Routines change with the seasons and we’ve found a good groove in the month of December and the beginning of January. On the days where none of us has work obligations or otherwise appointments to attend to (rare these days anyway), the day has naturally become divided into the following phases:
- Early mornings consisting of coffee, juice, reading, and cartoons after an obligatory walk with the dog, followed by something cooked for breakfast (like waffles!).
- Late mornings entails us all suiting up and heading out on a hike in a nearby field, interurban path, or former farmland for a solid hour or more outdoors. There is plenty to look at (our dog + other dogs + abundant wildlife = each walk is unpredictable) and play with (sticks + icy/muddy puddles = endless entertainment). These hikes are awesome.
- Afternoon is for napping, drawing, reading, and maybe playing some video games. The afternoon is spent inside. Late afternoon we clean up and/or do a little house DIY project together.
- Evening time is typically watching a movie, having a game of hide-and-seek in the house, or reading books before shuffling the kids to bed so that my wife and I can watch something or work on the puzzle we got for Christmas. Side note: working a puzzle has been really therapeutic and having a puzzle storage board so we can put it away out of the kid’s reach is key!

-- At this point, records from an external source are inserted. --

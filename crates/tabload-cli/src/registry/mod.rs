mod logging;
mod run;

pub use logging::init_run_logging;
pub use run::{RunContext, RunPaths, start_run, write_report};

use thiserror::Error;

/// Errors raised while writing run artifacts.
#[derive(Debug, Error)]
pub enum RegistryError {
    #[error("io error: {0}")]
    Io(#[from] std::io::Error),
    #[error("json serialization error: {0}")]
    Json(#[from] serde_json::Error),
    #[error("logging error: {0}")]
    Logging(String),
}

pub type RegistryResult<T> = std::result::Result<T, RegistryError>;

These days have been fantastic. Even on days when we can’t stick to this schedule, when obligations make it so that we can’t all be together and ease naturally through the day, the fact that we do on the other days makes it more likely that the same activities still happen as much as they can.
It feels normal to go out in the morning together. Everyone feels the lull in the afternoon together. The close (and required) proximity of the past year has compacted and gelled us together more and more. I wonder if this will increase the need for more separation later, like a big bang waiting to happen.
For now, though, spending this much time with the kids at this moment in their lives is something I’m trying to savor.